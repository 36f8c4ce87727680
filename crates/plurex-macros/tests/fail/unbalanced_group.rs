use plurex::expr;

fn main() {
    let _ = expr!("(n == ONE");
}
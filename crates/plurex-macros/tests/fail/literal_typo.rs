use plurex::expr;

fn main() {
    let _ = expr!("n == OHTER");
}
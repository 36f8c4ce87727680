//! Integration tests for the reusable Evaluator and alternative selection.

use plurex::{
    CldrPluralResolver, ErrorPolicy, EvalContext, EvalError, EvalWarning, Evaluator, Expression,
    Number, PluralCategory, context,
};

// =========================================================================
// Builder and Basic API
// =========================================================================

#[test]
fn evaluator_default_is_english() {
    let evaluator = Evaluator::new();
    assert_eq!(evaluator.language(), "en");
    assert_eq!(evaluator.on_error(), ErrorPolicy::Propagate);
}

#[test]
fn evaluator_builder_sets_language() {
    let evaluator = Evaluator::builder().language("ru").build();
    assert_eq!(evaluator.language(), "ru");
    assert!(evaluator.evaluate("n == FEW", &context! { "n" => 3 }).unwrap());
}

#[test]
fn evaluator_with_language_shorthand() {
    let evaluator = Evaluator::with_language("de");
    assert_eq!(evaluator.language(), "de");
}

#[test]
fn evaluator_set_language_changes_plural_rules() {
    let mut evaluator = Evaluator::new();
    let ctx = context! { "n" => 5 };
    assert!(evaluator.evaluate("n == OTHER", &ctx).unwrap());

    evaluator.set_language("ru");
    assert!(evaluator.evaluate("n == MANY", &ctx).unwrap());
}

#[test]
fn evaluator_with_ordinal_resolver() {
    let evaluator = Evaluator::builder()
        .resolver(Box::new(CldrPluralResolver::ordinal()))
        .build();
    assert!(evaluator.evaluate("n == TWO", &context! { "n" => 22 }).unwrap());
    assert!(evaluator.evaluate("n == FEW", &context! { "n" => 3 }).unwrap());
    assert!(evaluator.evaluate("n == OTHER", &context! { "n" => 11 }).unwrap());
}

#[test]
fn evaluator_with_closure_resolver() {
    let always_few = |_: Number, _: &str| -> Result<PluralCategory, EvalError> {
        Ok(PluralCategory::Few)
    };
    let evaluator = Evaluator::builder()
        .language("anything")
        .resolver(Box::new(always_few))
        .build();
    assert!(evaluator.evaluate("n == FEW", &context! { "n" => 100 }).unwrap());
}

// =========================================================================
// Expression cache
// =========================================================================

#[test]
fn compile_caches_by_source() {
    let evaluator = Evaluator::new();
    let first = evaluator.compile("n == ONE").unwrap();
    let second = evaluator.compile("n == ONE").unwrap();
    assert_eq!(first, second);
    assert_eq!(evaluator.cached_expressions(), 1);

    evaluator.evaluate("n == OTHER", &context! { "n" => 2 }).unwrap();
    assert_eq!(evaluator.cached_expressions(), 2);
}

#[test]
fn failed_parses_are_not_cached() {
    let evaluator = Evaluator::new();
    assert!(evaluator.compile("(n == ONE").is_err());
    assert_eq!(evaluator.cached_expressions(), 0);
}

#[test]
fn clear_cache_drops_parsed_expressions() {
    let evaluator = Evaluator::new();
    for n in 0..10 {
        evaluator
            .evaluate(&format!("n == {n}"), &context! { "n" => 1 })
            .unwrap();
    }
    assert_eq!(evaluator.cached_expressions(), 10);

    evaluator.clear_cache();
    assert_eq!(evaluator.cached_expressions(), 0);
    assert!(evaluator.evaluate("n == 1", &context! { "n" => 1 }).unwrap());
    assert_eq!(evaluator.cached_expressions(), 1);
}

// =========================================================================
// Warnings
// =========================================================================

#[test]
fn evaluate_with_warnings_reports_typos() {
    let evaluator = Evaluator::new();
    let ctx = context! { "count" => 1 };
    let (result, warnings) = evaluator
        .evaluate_with_warnings("cuont == ONE", &ctx)
        .unwrap();
    assert!(!result);
    assert_eq!(
        warnings,
        vec![EvalWarning::UnresolvedVariable {
            name: "cuont".to_string(),
            suggestions: vec!["count".to_string()],
        }]
    );
}

#[test]
fn resolved_expressions_have_no_warnings() {
    let evaluator = Evaluator::new();
    let (result, warnings) = evaluator
        .evaluate_with_warnings("count == ONE", &context! { "count" => 1 })
        .unwrap();
    assert!(result);
    assert!(warnings.is_empty());
}

#[test]
fn shared_context_accumulates_warnings_across_expressions() {
    let params = context! { "title" => "Dr." };
    let mut ctx = EvalContext::new(&params);
    let resolver = CldrPluralResolver::cardinal();

    let first = Expression::parse("title == MASCULINE").unwrap();
    let second = Expression::parse("n == ONE").unwrap();
    assert!(!first.evaluate_in(&mut ctx, "en", &resolver).unwrap());
    assert!(!second.evaluate_in(&mut ctx, "en", &resolver).unwrap());

    assert_eq!(ctx.warnings().len(), 2);
    assert!(matches!(
        ctx.warnings()[0],
        EvalWarning::UncomparableValue { .. }
    ));
}

// =========================================================================
// Alternative selection
// =========================================================================

#[test]
fn select_returns_first_true_alternative() {
    let evaluator = Evaluator::new();
    let alternatives = [
        ("n == ZERO", "no items"),
        ("n == ONE", "one item"),
        ("n == OTHER", "{n} items"),
        ("n > 0", "unreachable"),
    ];
    assert_eq!(
        evaluator.select(alternatives, &context! { "n" => 1 }),
        Ok(Some("one item"))
    );
    assert_eq!(
        evaluator.select(alternatives, &context! { "n" => 7 }),
        Ok(Some("{n} items"))
    );
}

#[test]
fn select_with_no_match() {
    let evaluator = Evaluator::new();
    let alternatives = vec![("n == ONE".to_string(), 1), ("n < 0".to_string(), 2)];
    assert_eq!(evaluator.select(alternatives, &context! { "n" => 4 }), Ok(None));
}

#[test]
fn select_propagates_errors_by_default() {
    let evaluator = Evaluator::new();
    let alternatives = [("(n == ONE", "broken"), ("n == ONE", "one")];
    assert!(matches!(
        evaluator.select(alternatives, &context! { "n" => 1 }),
        Err(EvalError::Syntax(_))
    ));
}

#[test]
fn select_skip_policy_moves_on() {
    let evaluator = Evaluator::builder().on_error(ErrorPolicy::Skip).build();
    let alternatives = [
        ("(n == ONE", "broken"),
        ("g < MASCULINE", "bad operator"),
        ("n == ONE", "one"),
    ];
    let ctx = context! { "n" => 1, "g" => plurex::Gender::Feminine };
    assert_eq!(evaluator.select(alternatives, &ctx), Ok(Some("one")));
}

#[test]
fn select_stops_before_later_errors() {
    let evaluator = Evaluator::new();
    let alternatives = [("n == ONE", "one"), ("(", "never parsed")];
    assert_eq!(
        evaluator.select(alternatives, &context! { "n" => 1 }),
        Ok(Some("one"))
    );
}
// Upper-case variables far from any literal name are accepted
use plurex::{context, expr};

fn main() {
    let expression = expr!("COUNT >= 10 && COUNT != 12");
    assert!(expression.evaluate(&context! { "COUNT" => 11 }, "en").unwrap());
}
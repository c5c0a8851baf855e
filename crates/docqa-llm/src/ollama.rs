use ollama_rs::Ollama;
use ollama_rs::generation::chat::ChatMessage;
use ollama_rs::generation::chat::request::ChatMessageRequest;
use ollama_rs::generation::embeddings::request::{EmbeddingsInput, GenerateEmbeddingsRequest};

use crate::error::LlmError;
use crate::provider::{LlmProvider, Message, Role};

#[derive(Debug, Clone)]
pub struct OllamaProvider {
    client: Ollama,
    model: String,
    embedding_model: String,
}

impl OllamaProvider {
    #[must_use]
    pub fn new(base_url: &str, model: String, embedding_model: String) -> Self {
        let (host, port) = parse_host_port(base_url);
        Self {
            client: Ollama::new(host, port),
            model,
            embedding_model,
        }
    }

    #[must_use]
    pub fn model(&self) -> &str {
        &self.model
    }

    #[must_use]
    pub fn embedding_model(&self) -> &str {
        &self.embedding_model
    }

    /// Check if Ollama is reachable.
    ///
    /// # Errors
    ///
    /// Returns an error if the connection to Ollama fails.
    pub async fn health_check(&self) -> Result<(), LlmError> {
        self.client.list_local_models().await.map_err(|e| {
            LlmError::Other(format!("failed to connect to Ollama, is it running? {e}"))
        })?;
        Ok(())
    }
}

impl LlmProvider for OllamaProvider {
    async fn chat(&self, messages: &[Message]) -> Result<String, LlmError> {
        let ollama_messages: Vec<ChatMessage> = messages.iter().map(convert_message).collect();
        let request = ChatMessageRequest::new(self.model.clone(), ollama_messages);

        let response = self
            .client
            .send_chat_messages(request)
            .await
            .map_err(|e| LlmError::Other(format!("Ollama chat request failed: {e}")))?;

        Ok(response.message.content)
    }

    async fn embed(&self, text: &str) -> Result<Vec<f32>, LlmError> {
        let request = GenerateEmbeddingsRequest::new(
            self.embedding_model.clone(),
            EmbeddingsInput::from(text),
        );

        let response = self
            .client
            .generate_embeddings(request)
            .await
            .map_err(|e| LlmError::Other(format!("Ollama embedding request failed: {e}")))?;

        response
            .embeddings
            .into_iter()
            .next()
            .ok_or(LlmError::EmptyResponse { provider: "ollama" })
    }

    fn supports_embeddings(&self) -> bool {
        true
    }

    #[allow(clippy::unnecessary_literal_bound)]
    fn name(&self) -> &str {
        "ollama"
    }
}

fn convert_message(msg: &Message) -> ChatMessage {
    let text = msg.content.clone();
    match msg.role {
        Role::System => ChatMessage::system(text),
        Role::Assistant => ChatMessage::assistant(text),
        Role::User => ChatMessage::user(text),
    }
}

fn parse_host_port(url: &str) -> (String, u16) {
    let url = url.trim_end_matches('/');
    if let Some(colon_pos) = url.rfind(':') {
        let port_str = &url[colon_pos + 1..];
        if let Ok(port) = port_str.parse::<u16>() {
            let host = url[..colon_pos].to_string();
            return (host, port);
        }
    }
    (url.to_string(), 11434)
}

···

_EXERCISE_. Taking the entries as a whole, work out how many lines contain the string "LlmProvider". Respond with only the number.

_REPLY_. 2